Cette proposition de loi s’inscrit dans une démarche plus large de transparence et de contrôle des coûts dans le secteur de la santé. Elle s’appuie sur les recommandations de la Commission consultative de paiement Medicare (MEDPAC), qui a identifié soixante-six classifications de paiement ambulatoire (APC) dans son rapport de juin 2023. Les « services applicables » sont définis comme ceux qui peuvent être fournis en toute sécurité et de manière appropriée en dehors des établissements hospitaliers.
Le texte détaille les définitions clés pour une application précise de la loi. Un « régime de prestations de santé » est défini comme tout plan, police, contrat ou accord proposé par une compagnie d’assurance maladie ou un administrateur tiers pour couvrir les frais de santé, à l’exclusion des programmes Medicare (42 USC § 1395 et suivants). Le « sponsor du régime » peut être l’employeur, une organisation syndicale ou un comité conjoint représentant les employeurs et les employés.
Un « contrat de soins de santé » est entendu comme un accord entre un fournisseur de soins et une compagnie d’assurance, un administrateur tiers ou un sponsor de régime concernant la prestation de services de santé. Un « fournisseur de soins de santé » est toute personne ou entité agréée par l’État qui fournit, facture ou reçoit un paiement pour des services de santé, incluant les hôpitaux, les cliniques et les cabinets médicaux.
La loi précise également la définition d’une « compagnie d’assurance maladie » comme une entité agréée par l’État et soumise à la juridiction de l’autorité de régulation des assurances. Un « système de santé » est défini comme une société mère détenant un ou plusieurs hôpitaux et toutes les entités qui lui sont affiliées. Enfin, un « établissement en milieu hospitalier » désigne un établissement détenu ou exploité par un hôpital.
Pour déterminer les tarifs de référence, le projet de loi s’appuie sur le « taux non hospitalier de l’assurance-maladie », qui correspond au montant remboursé par Medicare pour des services similaires, selon le calendrier des frais du médecin de Medicare (42 USC § 1395W-4) ou le système de paiement chirurgical ambulatoire (ASC) (42 USC § 1395L (i) (2) (d)). Un « fournisseur participant » est un prestataire sous contrat avec un régime de prestations de santé, s’engageant à fournir des soins aux bénéficiaires conformément aux termes du contrat.

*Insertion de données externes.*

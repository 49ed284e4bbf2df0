//! Services module
//!
//! This module contains the business logic services: the event and student
//! directories, the enrollment manager and the feedback aggregator.

pub mod event;
pub mod student;
pub mod registration;
pub mod feedback;

// Re-export commonly used services
pub use event::EventService;
pub use student::StudentService;
pub use registration::RegistrationService;
pub use feedback::{FeedbackService, summarize_feedback};

use serde::Serialize;
use tracing::warn;
use crate::database::DatabaseService;
use crate::utils::errors::Result;

/// Service factory for creating and managing all services
#[derive(Clone)]
pub struct ServiceFactory {
    pub event_service: EventService,
    pub student_service: StudentService,
    pub registration_service: RegistrationService,
    pub feedback_service: FeedbackService,
    database: DatabaseService,
}

impl ServiceFactory {
    /// Create a new ServiceFactory with all services wired to the same store
    pub fn new(database: DatabaseService) -> Self {
        let event_service = EventService::new(database.events.clone());
        let student_service = StudentService::new(database.students.clone());
        let registration_service = RegistrationService::new(
            database.registrations.clone(),
            event_service.clone(),
            student_service.clone(),
        );
        let feedback_service = FeedbackService::new(database.feedback.clone(), database.registrations.clone());

        Self {
            event_service,
            student_service,
            registration_service,
            feedback_service,
            database,
        }
    }

    /// Totals per collection
    pub async fn statistics(&self) -> Result<SystemStats> {
        Ok(SystemStats {
            total_events: self.database.events.count().await?,
            total_students: self.database.students.count().await?,
            total_registrations: self.database.registrations.count().await?,
            total_feedback: self.database.feedback.count().await?,
        })
    }

    /// Health check for the backing store
    pub async fn health_check(&self) -> ServiceHealthStatus {
        let store_healthy = match self.database.health_check().await {
            Ok(()) => true,
            Err(e) => {
                warn!(error = %e, "Store health check failed");
                false
            }
        };

        ServiceHealthStatus {
            store_healthy,
            in_memory_store: self.database.is_in_memory(),
        }
    }
}

/// Totals per collection
#[derive(Debug, Clone, PartialEq, Eq, Serialize)]
pub struct SystemStats {
    pub total_events: i64,
    pub total_students: i64,
    pub total_registrations: i64,
    pub total_feedback: i64,
}

/// Health status for all services
#[derive(Debug, Clone, Serialize)]
pub struct ServiceHealthStatus {
    pub store_healthy: bool,
    pub in_memory_store: bool,
}

impl ServiceHealthStatus {
    pub fn is_healthy(&self) -> bool {
        self.store_healthy
    }
}
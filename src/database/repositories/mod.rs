//! Database repositories module
//!
//! The repository traits are the storage contract the services are written
//! against. `Pg*Repository` implement them over Postgres; the in-memory store
//! in [`crate::database::memory`] implements all four for tests and demos.
//!
//! Guarded inserts (`RegistrationRepository::create_guarded`,
//! `FeedbackRepository::create_guarded`, `StudentRepository::create`) re-check
//! their uniqueness and capacity rules atomically with the write, so the
//! invariants hold even when two requests for the same pair race.

pub mod event;
pub mod student;
pub mod registration;
pub mod feedback;

use async_trait::async_trait;
use chrono::{DateTime, Utc};
use crate::models::{
    CreateEventRequest, CreateFeedbackRequest, CreateRegistrationRequest, CreateStudentRequest, Event,
    EventCategory, Feedback, Registration, RegistrationStatus, Student, UpdateEventRequest, UpdateStudentRequest,
};
use crate::utils::errors::{CampusEventsError, Result};

// Re-export repositories
pub use event::PgEventRepository;
pub use student::PgStudentRepository;
pub use registration::PgRegistrationRepository;
pub use feedback::PgFeedbackRepository;

#[async_trait]
pub trait EventRepository: Send + Sync {
    async fn create(&self, request: CreateEventRequest) -> Result<Event>;
    async fn find_by_id(&self, id: i64) -> Result<Option<Event>>;
    /// Overwrite the mutable fields; `None` when the event does not exist
    async fn update(&self, id: i64, request: UpdateEventRequest) -> Result<Option<Event>>;
    /// Delete the event with its registrations and feedback
    async fn delete(&self, id: i64) -> Result<bool>;
    /// All events ordered by date ascending
    async fn list(&self) -> Result<Vec<Event>>;
    /// Case-insensitive substring match over title, description and venue
    async fn search(&self, term: &str) -> Result<Vec<Event>>;
    async fn find_by_category(&self, category: EventCategory) -> Result<Vec<Event>>;
    /// Events dated within `[start, end]`
    async fn find_in_range(&self, start: DateTime<Utc>, end: DateTime<Utc>) -> Result<Vec<Event>>;
    async fn find_upcoming(&self, after: DateTime<Utc>, limit: i64) -> Result<Vec<Event>>;
    async fn participant_count(&self, event_id: i64) -> Result<i64>;
    async fn count(&self) -> Result<i64>;
}

#[async_trait]
pub trait StudentRepository: Send + Sync {
    /// Insert a student, failing with `DuplicateEmail` on a case-insensitive clash
    async fn create(&self, request: CreateStudentRequest) -> Result<Student>;
    async fn find_by_id(&self, id: i64) -> Result<Option<Student>>;
    async fn find_by_email(&self, email: &str) -> Result<Option<Student>>;
    /// Overwrite the mutable fields; `None` when the student does not exist
    async fn update(&self, id: i64, request: UpdateStudentRequest) -> Result<Option<Student>>;
    /// Delete the student with their registrations and feedback
    async fn delete(&self, id: i64) -> Result<bool>;
    /// All students ordered by full name
    async fn list(&self) -> Result<Vec<Student>>;
    /// Case-insensitive substring match over name, email, student number and department
    async fn search(&self, term: &str) -> Result<Vec<Student>>;
    /// Case-insensitive exact department match
    async fn find_by_department(&self, department: &str) -> Result<Vec<Student>>;
    async fn email_exists(&self, email: &str, exclude_id: Option<i64>) -> Result<bool>;
    async fn registration_count(&self, student_id: i64) -> Result<i64>;
    async fn count(&self) -> Result<i64>;
}

#[async_trait]
pub trait RegistrationRepository: Send + Sync {
    /// Insert a confirmed registration if the event still has room and the pair is new
    async fn create_guarded(&self, request: CreateRegistrationRequest) -> Result<Registration>;
    async fn find_by_id(&self, id: i64) -> Result<Option<Registration>>;
    async fn find_by_pair(&self, event_id: i64, student_id: i64) -> Result<Option<Registration>>;
    async fn delete(&self, id: i64) -> Result<bool>;
    /// Newest first
    async fn list(&self) -> Result<Vec<Registration>>;
    /// Oldest first
    async fn list_by_event(&self, event_id: i64) -> Result<Vec<Registration>>;
    /// Newest first
    async fn list_by_student(&self, student_id: i64) -> Result<Vec<Registration>>;
    async fn update_status(&self, id: i64, status: RegistrationStatus) -> Result<Option<Registration>>;
    async fn check_in(&self, id: i64, at: DateTime<Utc>) -> Result<Option<Registration>>;
    async fn count(&self) -> Result<i64>;
}

#[async_trait]
pub trait FeedbackRepository: Send + Sync {
    /// Insert feedback if the pair holds a registration and has not rated yet
    async fn create_guarded(&self, request: CreateFeedbackRequest) -> Result<Feedback>;
    async fn find_by_id(&self, id: i64) -> Result<Option<Feedback>>;
    async fn find_by_pair(&self, event_id: i64, student_id: i64) -> Result<Option<Feedback>>;
    /// Newest first
    async fn list(&self) -> Result<Vec<Feedback>>;
    /// Newest first
    async fn list_by_event(&self, event_id: i64) -> Result<Vec<Feedback>>;
    /// Newest first
    async fn list_by_student(&self, student_id: i64) -> Result<Vec<Feedback>>;
    async fn count(&self) -> Result<i64>;
}

/// Map a unique-constraint violation to a domain conflict, pass anything else through
pub(crate) fn conflict_on_unique(error: sqlx::Error, conflict: CampusEventsError) -> CampusEventsError {
    match &error {
        sqlx::Error::Database(db_error) if db_error.is_unique_violation() => conflict,
        _ => CampusEventsError::Database(error),
    }
}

Le texte souligne l’importance d’une « politique de paiement neutre du site », qui vise à garantir que les prestataires de soins soient remboursés au même tarif pour un service similaire, quel que soit le lieu où il est fourni. Un « administrateur tiers » est un organisme qui gère un régime de prestations de santé pour le compte d’un sponsor.
[Comment: Un document FAQ accompagnant la loi détaillera davantage les services applicables. Les États peuvent se référer à leurs propres définitions pour certains termes (b à m), rendant de nouvelles définitions inutiles. Le terme « Département » fait référence au ministère de la santé de l’État, « Commissaire » au Commissaire des assurances et « Secrétaire » au Secrétaire de la santé et des services sociaux. Les États peuvent décider à quelle autorité confier ces pouvoirs et modifier les termes en conséquence.]